He’s written extensively on the issue of international human rights and US foreign policy for the Huffington Post, Counterpunch, and RT News, and has lectured throughout the world on these subjects. He is the author of several books, including The Plot to Overthrow Venezuela: How The U.S. Is Orchestrating A Coup For Oil, and of course, the book that we’re about to talk about, which is Nicaragua: A History of US Intervention and Resistance. Dan, thank you so much for joining me, sir.
[00:02:41] Dan Kovalik: Well, thank you for having me. I appreciate it.
[00:02:43] Grumbine: This book is powerful. I bought it several weeks ago with the intention of talking to you today. This book was compelling. It was very hard to put down. I’m a 50 something dude. I was born in 69, the summer of love. So some of the things that you talk about in this book were very relevant in my early years as I was growing up and some of the references you made brought back some really rough nostalgia in the Reagan era. So I wanna thank you and scream at you all in the same breath though. It was a beautiful book.
[00:03:17] Kovalik: Well, thank you. I really appreciate that.

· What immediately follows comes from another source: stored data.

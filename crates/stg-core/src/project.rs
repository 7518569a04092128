//! Project directories and their `project.json` descriptors.

use serde::Serialize;
use serde_json::{Map, Value};

use crate::naming::{ProjectName, parse_project_dir_name};

/// Keys every descriptor must carry, in the order they are reported.
pub const REQUIRED_DESCRIPTOR_FIELDS: [&str; 8] = [
    "id",
    "title",
    "description",
    "short_description",
    "categories",
    "cover_url",
    "readme",
    "ides",
];

/// Default descriptor file name inside a project directory.
pub const DEFAULT_DESCRIPTOR_FILE: &str = "project.json";

/// A project directory discovered on disk.
#[derive(Debug, Clone, PartialEq, Eq, Serialize)]
pub struct ProjectDirectory {
    /// Directory name relative to the content root, e.g. `project_1_setup`.
    pub dir_name: String,
    /// Identifiers parsed from `dir_name`; `None` when the name is invalid.
    pub name: Option<ProjectName>,
}

impl ProjectDirectory {
    #[must_use]
    pub fn new(dir_name: impl Into<String>) -> Self {
        let dir_name = dir_name.into();
        let name = parse_project_dir_name(&dir_name);
        Self { dir_name, name }
    }

    #[must_use]
    pub fn id(&self) -> Option<u64> {
        self.name.as_ref().map(|name| name.id)
    }
}

/// Required descriptor keys absent from `object`, in canonical order.
#[must_use]
pub fn missing_descriptor_fields(object: &Map<String, Value>) -> Vec<String> {
    missing_fields(object, &REQUIRED_DESCRIPTOR_FIELDS)
}

pub(crate) fn missing_fields(object: &Map<String, Value>, required: &[&str]) -> Vec<String> {
    required
        .iter()
        .filter(|key| !object.contains_key(**key))
        .map(|key| (*key).to_string())
        .collect()
}
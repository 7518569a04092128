//! Scan error types for stg-scan.
//!
//! Content problems are never errors here; they become
//! [`ContentIssue`](stg_core::ContentIssue)s in the report. A `ScanError`
//! means the environment got in the way and the current check cannot finish.

use std::path::PathBuf;

#[derive(Debug, thiserror::Error)]
pub enum ScanError {
    /// Reading a file or directory failed.
    #[error("failed to read {}: {source}", .path.display())]
    Io {
        path: PathBuf,
        #[source]
        source: std::io::Error,
    },

    /// Directory traversal failed.
    #[error("walk error: {0}")]
    Walk(String),

    /// The index glob could not be compiled.
    #[error("invalid glob '{glob}': {reason}")]
    Glob { glob: String, reason: String },

    /// A requested path escapes the content root or is not relative.
    #[error("path is outside the content root: {0}")]
    OutsideRoot(String),
}

impl ScanError {
    pub(crate) fn io(path: impl Into<PathBuf>, source: std::io::Error) -> Self {
        Self::Io {
            path: path.into(),
            source,
        }
    }

    /// Whether the error means "nothing there" rather than a broken environment.
    #[must_use]
    pub fn is_not_found(&self) -> bool {
        match self {
            Self::Io { source, .. } => source.kind() == std::io::ErrorKind::NotFound,
            Self::OutsideRoot(_) => true,
            Self::Walk(_) | Self::Glob { .. } => false,
        }
    }
}
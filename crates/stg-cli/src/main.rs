use clap::Parser;

mod bootstrap;
mod cli;
mod commands;
mod output;

fn main() {
    match run() {
        Ok(0) => {}
        Ok(code) => std::process::exit(code),
        Err(error) => {
            eprintln!("stg error: {error:#}");
            std::process::exit(1);
        }
    }
}

fn run() -> anyhow::Result<i32> {
    let cli = cli::Cli::parse();
    init_tracing(cli.quiet, cli.verbose)?;

    let flags = cli.global_flags();
    let config = bootstrap::load_config(&flags)?;

    let command = cli.into_command();
    commands::dispatch::dispatch(&command, &config, &flags)
}

fn init_tracing(quiet: bool, verbose: bool) -> anyhow::Result<()> {
    let level = if quiet {
        "error"
    } else if verbose {
        "debug"
    } else {
        "warn"
    };

    let filter = tracing_subscriber::EnvFilter::try_from_env("STAGECRAFT_LOG")
        .unwrap_or_else(|_| tracing_subscriber::EnvFilter::new(level));

    tracing_subscriber::fmt()
        .with_env_filter(filter)
        .with_writer(std::io::stderr)
        .try_init()
        .map_err(|error| anyhow::anyhow!("failed to initialize tracing subscriber: {error}"))?;

    Ok(())
}
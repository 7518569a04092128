pub mod check;
pub mod dispatch;
pub mod file;
pub mod index;
pub mod serve;
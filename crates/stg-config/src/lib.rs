//! # stg-config
//!
//! Layered configuration loading for Stagecraft using figment.
//!
//! Configuration sources (in priority order, highest wins):
//! 1. Environment variables (`STAGECRAFT_*` prefix, `__` as separator)
//! 2. `PORT` (mapped to `server.port`)
//! 3. Project-level `stagecraft.toml` in the working directory
//! 4. User-level `~/.config/stagecraft/config.toml`
//! 5. Built-in defaults
//!
//! # Environment Variable Mapping
//!
//! Figment maps `STAGECRAFT_SERVER__PORT` -> `server.port`,
//! `STAGECRAFT_VALIDATION__DUPLICATE_ATTRIBUTION` ->
//! `validation.duplicate_attribution`, etc.
//!
//! # Usage
//!
//! ```no_run
//! use stg_config::StagecraftConfig;
//!
//! let config = StagecraftConfig::load_with_dotenv().expect("config");
//! println!("content root: {}", config.content.root.display());
//! ```

mod content;
mod error;
mod server;
mod validation;

pub use content::ContentConfig;
pub use error::ConfigError;
pub use server::ServerConfig;
pub use validation::ValidationConfig;

use figment::{
    Figment,
    providers::{Env, Format, Serialized, Toml},
};
use serde::{Deserialize, Serialize};
use std::path::PathBuf;

/// Project-local config file name, looked up in the working directory.
pub const LOCAL_CONFIG_FILE: &str = "stagecraft.toml";

#[derive(Debug, Clone, Default, PartialEq, Eq, Deserialize, Serialize)]
pub struct StagecraftConfig {
    #[serde(default)]
    pub content: ContentConfig,
    #[serde(default)]
    pub validation: ValidationConfig,
    #[serde(default)]
    pub server: ServerConfig,
}

impl StagecraftConfig {
    /// Load configuration from all sources (TOML files + environment variables).
    ///
    /// Does NOT call `dotenvy`; use [`Self::load_with_dotenv`] for `.env` support.
    ///
    /// # Errors
    ///
    /// Returns [`ConfigError`] if extraction fails or a value is invalid.
    pub fn load() -> Result<Self, ConfigError> {
        let config: Self = Self::figment().extract()?;
        config.validate()?;
        Ok(config)
    }

    /// Load `.env` from the working directory (if any), then [`Self::load`].
    ///
    /// # Errors
    ///
    /// Returns [`ConfigError`] if extraction fails or a value is invalid.
    pub fn load_with_dotenv() -> Result<Self, ConfigError> {
        let _ = dotenvy::dotenv();
        Self::load()
    }

    /// Build the figment provider chain.
    ///
    /// Public so tests can inspect the figment or layer providers on top.
    #[must_use]
    pub fn figment() -> Figment {
        let mut figment = Figment::from(Serialized::defaults(Self::default()));

        if let Some(global_path) = Self::global_config_path() {
            if global_path.exists() {
                figment = figment.merge(Toml::file(global_path));
            }
        }

        let local_path = PathBuf::from(LOCAL_CONFIG_FILE);
        if local_path.exists() {
            figment = figment.merge(Toml::file(local_path));
        }

        figment
            .merge(
                Env::raw()
                    .only(&["PORT"])
                    .map(|_| "server.port".into()),
            )
            .merge(Env::prefixed("STAGECRAFT_").split("__"))
    }

    /// Reject values that would make every scan fail in confusing ways.
    ///
    /// # Errors
    ///
    /// Returns [`ConfigError::InvalidValue`] naming the offending field.
    pub fn validate(&self) -> Result<(), ConfigError> {
        if self.content.metadata_marker.trim().is_empty() {
            return Err(ConfigError::InvalidValue {
                field: "content.metadata_marker".to_string(),
                reason: "must not be empty".to_string(),
            });
        }

        let descriptor = &self.content.descriptor_file;
        if descriptor.is_empty() || descriptor.contains(['/', '\\']) {
            return Err(ConfigError::InvalidValue {
                field: "content.descriptor_file".to_string(),
                reason: "must be a plain file name".to_string(),
            });
        }

        if let Err(error) = globset::Glob::new(&self.content.index_glob) {
            return Err(ConfigError::InvalidValue {
                field: "content.index_glob".to_string(),
                reason: error.to_string(),
            });
        }

        Ok(())
    }

    /// Path to the user-global config file.
    fn global_config_path() -> Option<PathBuf> {
        dirs::config_dir().map(|p| p.join("stagecraft").join("config.toml"))
    }
}

#[cfg(test)]
mod tests {
    use super::*;

    #[test]
    fn default_config_is_valid() {
        let config = StagecraftConfig::default();
        assert!(config.validate().is_ok());
        assert_eq!(config.server.port, 3333);
    }

    #[test]
    fn empty_marker_is_rejected() {
        let mut config = StagecraftConfig::default();
        config.content.metadata_marker = "  ".to_string();
        let error = config.validate().unwrap_err();
        assert!(error.to_string().contains("content.metadata_marker"));
    }

    #[test]
    fn nested_descriptor_path_is_rejected() {
        let mut config = StagecraftConfig::default();
        config.content.descriptor_file = "meta/project.json".to_string();
        assert!(config.validate().is_err());
    }

    #[test]
    fn broken_index_glob_is_rejected() {
        let mut config = StagecraftConfig::default();
        config.content.index_glob = "project_[*.html".to_string();
        let error = config.validate().unwrap_err();
        assert!(error.to_string().contains("content.index_glob"));
    }
}
//! Naming rules for project directories and stage files.
//!
//! Every function here is pure and total: a name that does not match its
//! pattern yields `None`, and the caller decides whether that is an issue.

use std::sync::LazyLock;

use regex::Regex;
use serde::Serialize;

/// `project_<digits>` followed by at least one `_<token>` title segment.
static PROJECT_DIR_RE: LazyLock<Regex> = LazyLock::new(|| {
    Regex::new(r"^project_(\d+)((?:_[A-Za-z0-9][A-Za-z0-9_-]*)+)$").expect("valid project regex")
});

/// `<order>_<stageId>_<title>.html`.
static STAGE_FILE_RE: LazyLock<Regex> = LazyLock::new(|| {
    Regex::new(r"^(\d+)_(\d+)_([A-Za-z0-9_-]+)\.html$").expect("valid stage regex")
});

/// Prefix shared by every project directory candidate.
pub const PROJECT_DIR_PREFIX: &str = "project_";

/// Identifiers extracted from a valid project directory name.
#[derive(Debug, Clone, PartialEq, Eq, Serialize)]
pub struct ProjectName {
    pub id: u64,
    /// Title segment with its underscores kept, e.g. `set_up_backend`.
    pub slug: String,
}

impl ProjectName {
    /// Display identity used to group stages: `"<id>: <slug with spaces>"`.
    #[must_use]
    pub fn display_name(&self) -> String {
        format!("{}: {}", self.id, underscores_to_spaces(&self.slug))
    }
}

/// Identifiers extracted from a valid stage file name.
#[derive(Debug, Clone, PartialEq, Eq, Serialize)]
pub struct StageName {
    pub order: u64,
    pub stage_id: u64,
    /// Title with underscores rendered as spaces.
    pub title: String,
}

impl StageName {
    /// Stage label shown in listings: `"<stageId>: <title>"`.
    #[must_use]
    pub fn label(&self) -> String {
        format!("{}: {}", self.stage_id, self.title)
    }
}

/// Parse a project directory name such as `project_12_intro_to_rust`.
///
/// Returns `None` for names without a title segment (`project_12`), with
/// disallowed characters, or with an ID that does not fit in a `u64`.
#[must_use]
pub fn parse_project_dir_name(name: &str) -> Option<ProjectName> {
    let caps = PROJECT_DIR_RE.captures(name)?;
    let id = caps.get(1)?.as_str().parse().ok()?;
    let slug = caps.get(2)?.as_str().trim_start_matches('_').to_string();
    Some(ProjectName { id, slug })
}

/// Parse a stage file basename such as `3_501_build_api.html`.
#[must_use]
pub fn parse_stage_file_name(file_name: &str) -> Option<StageName> {
    let caps = STAGE_FILE_RE.captures(file_name)?;
    let order = caps.get(1)?.as_str().parse().ok()?;
    let stage_id = caps.get(2)?.as_str().parse().ok()?;
    let title = underscores_to_spaces(caps.get(3)?.as_str());
    Some(StageName {
        order,
        stage_id,
        title,
    })
}

/// Whether a top-level directory name should be treated as a project.
///
/// Candidates are checked against the full naming rule later; this only
/// decides what the scanner picks up.
#[must_use]
pub fn is_project_dir_candidate(name: &str) -> bool {
    name.starts_with(PROJECT_DIR_PREFIX)
}

fn underscores_to_spaces(s: &str) -> String {
    s.replace('_', " ")
}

[00:03:19] Grumbine: Absolutely. For those of us who have not read the book and are maybe unfamiliar with your work, what was your purpose for writing this book? Where did it come from?
[00:03:30] Kovalik: Well, I’ve had a lifelong love of Nicaragua, really stemming from my visit there for the first time in 1987. I was 19 years old and it was very life transforming and I’ve been very dedicated to Nicaragua. And the Sandinista revolution since that time. And I really was finally inspired to write the book because of a lot of the misinformation and disinformation that’s being put out there, particularly since 2018, which we’ll talk about what happened then. But the propaganda against Nicaragua was very, very thick right now. And I felt, and some friends who encouraged me to write the book felt that it really was time to do a book on Nicaragua putting all the historical pieces together to show what they’re up against.
[00:04:19] Grumbine: The very beginning of this book caught me off guard the story of your schooling years and the kids that you went to school with in particular, and. There was two children that were at your school. There’s no way to have written this story better. Can you tell us about the opening story?
[00:04:39] Kovalik: Yeah, so I was in a little Catholic school called St. Andrews. There were probably 50 kids in total in the whole school. And in the fall of 1979, and I would’ve been 11 at that time. I was born in 1968, the summer of Revolution, June 21, first day of summer, 1968. So I was 11 at this time, fall of 1979, and these two boys started the school, Juan and Carlos Garcia. And it was interesting to have them, one, that they were immigrants from Nicaragua.
We all knew that. We all knew that they came because of, I think they portrayed at first the civil conflict over the summer. The other interesting thing, especially in retrospect, I didn’t understand the meaning of this so much at the time, but they were very big physically. Juan, in fact, became the center for our basketball team, which if you know anything about basketball, that’s the tallest position.
Kareem played that and Wilt the Stilt Chamberlain. They were very physically big. They spoke English. The point is, again, in retrospect, I would find these are not your typical Nicaraguans. And at some point I asked them, I said, well, what did bring you here to the United States? And they said that their father had been the president of Nicaragua. That he was overthrown in a revolution over the summer, meaning that their father was in fact, Anastasio Somoza.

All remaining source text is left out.